What is expected:
Each entry must be output exactly as it appears.

The input:

//! Records that move sample ownership through the rings.
//!
//! An apply or free record is an atom header followed by one 64-bit word: the
//! address of a boxed [`Sample`]. Writing the record gives the box up; reading
//! it takes the box back. Each record is read exactly once, so exactly one side
//! owns the sample at any time.

use super::ring::{RingReader, RingWriter};
use crate::sample::Sample;
use tessera_atom::{AtomHeader, Urid, HEADER_SIZE};

const WORD_SIZE: usize = std::mem::size_of::<u64>();

/// Padded size of an apply or free record.
pub(crate) const SAMPLE_RECORD_SIZE: usize = HEADER_SIZE + WORD_SIZE;

/// Hand `sample` to the other side of `ring` in a record of type `type_`.
///
/// If the ring has no room the sample is given back untouched.
pub(crate) fn send_sample(
    ring: &mut RingWriter,
    type_: Urid,
    sample: Box<Sample>,
) -> Result<(), Box<Sample>> {
    if ring.vacant_len() < SAMPLE_RECORD_SIZE {
        return Err(sample);
    }

    let raw = Box::into_raw(sample);
    let word = (raw as usize as u64).to_ne_bytes();
    let header = AtomHeader::new(type_, WORD_SIZE as u32);
    match ring.write_atom(header, &word) {
        Ok(_) => Ok(()),
        // SAFETY: the record was not written, so `raw` is still the only
        // handle to the box created above.
        Err(_) => Err(unsafe { Box::from_raw(raw) }),
    }
}

/// Take ownership of the sample carried by a record read from a ring.
///
/// # Safety
///
/// `record` must be a record written by [`send_sample`], and it must not have
/// been passed here before.
pub(crate) unsafe fn take_sample(record: &[u8]) -> Option<Box<Sample>> {
    let header = AtomHeader::read(record)?;
    if header.size as usize != WORD_SIZE {
        return None;
    }
    let word = record.get(HEADER_SIZE..SAMPLE_RECORD_SIZE)?;
    let address = u64::from_ne_bytes(word.try_into().ok()?) as usize;
    // SAFETY: per the caller contract the word is the address produced by
    // `Box::into_raw` in `send_sample`, and ownership has not been reclaimed.
    Some(unsafe { Box::from_raw(address as *mut Sample) })
}

/// Release every sample still in flight on `ring`. Other records are skipped.
///
/// Runs at teardown, after both threads are done with the ring.
pub(crate) fn drain_samples(ring: &mut RingReader, types: &[Urid]) -> usize {
    let mut released = 0;
    let mut record = [0u8; SAMPLE_RECORD_SIZE];
    while let Some(header) = ring.peek_header() {
        if !types.contains(&header.type_) {
            if ring.skip_record().is_none() {
                break;
            }
            continue;
        }
        match ring.read_record_into(&mut record) {
            Some(SAMPLE_RECORD_SIZE) => {
                // SAFETY: only `send_sample` writes records of these types,
                // and this record was just consumed from the ring.
                if let Some(sample) = unsafe { take_sample(&record) } {
                    tracing::debug!(path = sample.path(), "Releasing undelivered sample");
                    released += 1;
                }
            }
            Some(_) => {}
            None => break,
        }
    }
    released
}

Answer to the exercise:
//! Records that move sample ownership through the rings.
//!
//! An apply or free record is an atom header followed by one 64-bit word: the
//! address of a boxed [`Sample`]. Writing the record gives the box up; reading
//! it takes the box back. Each record is read exactly once, so exactly one side
//! owns the sample at any time.

use super::ring::{RingReader, RingWriter};
use crate::sample::Sample;
use tessera_atom::{AtomHeader, Urid, HEADER_SIZE};

const WORD_SIZE: usize = std::mem::size_of::<u64>();

/// Padded size of an apply or free record.
pub(crate) const SAMPLE_RECORD_SIZE: usize = HEADER_SIZE + WORD_SIZE;

/// Hand `sample` to the other side of `ring` in a record of type `type_`.
///
/// If the ring has no room the sample is given back untouched.
pub(crate) fn send_sample(
    ring: &mut RingWriter,
    type_: Urid,
    sample: Box<Sample>,
) -> Result<(), Box<Sample>> {
    if ring.vacant_len() < SAMPLE_RECORD_SIZE {
        return Err(sample);
    }

    let raw = Box::into_raw(sample);
    let word = (raw as usize as u64).to_ne_bytes();
    let header = AtomHeader::new(type_, WORD_SIZE as u32);
    match ring.write_atom(header, &word) {
        Ok(_) => Ok(()),
        // SAFETY: the record was not written, so `raw` is still the only
        // handle to the box created above.
        Err(_) => Err(unsafe { Box::from_raw(raw) }),
    }
}

/// Take ownership of the sample carried by a record read from a ring.
///
/// # Safety
///
/// `record` must be a record written by [`send_sample`], and it must not have
/// been passed here before.
pub(crate) unsafe fn take_sample(record: &[u8]) -> Option<Box<Sample>> {
    let header = AtomHeader::read(record)?;
    if header.size as usize != WORD_SIZE {
        return None;
    }
    let word = record.get(HEADER_SIZE..SAMPLE_RECORD_SIZE)?;
    let address = u64::from_ne_bytes(word.try_into().ok()?) as usize;
    // SAFETY: per the caller contract the word is the address produced by
    // `Box::into_raw` in `send_sample`, and ownership has not been reclaimed.
    Some(unsafe { Box::from_raw(address as *mut Sample) })
}

/// Release every sample still in flight on `ring`. Other records are skipped.
///
/// Runs at teardown, after both threads are done with the ring.
pub(crate) fn drain_samples(ring: &mut RingReader, types: &[Urid]) -> usize {
    let mut released = 0;
    let mut record = [0u8; SAMPLE_RECORD_SIZE];
    while let Some(header) = ring.peek_header() {
        if !types.contains(&header.type_) {
            if ring.skip_record().is_none() {
                break;
            }
            continue;
        }
        match ring.read_record_into(&mut record) {
            Some(SAMPLE_RECORD_SIZE) => {
                // SAFETY: only `send_sample` writes records of these types,
                // and this record was just consumed from the ring.
                if let Some(sample) = unsafe { take_sample(&record) } {
                    tracing::debug!(path = sample.path(), "Releasing undelivered sample");
                    released += 1;
                }
            }
            Some(_) => {}
            None => break,
        }
    }
    released
}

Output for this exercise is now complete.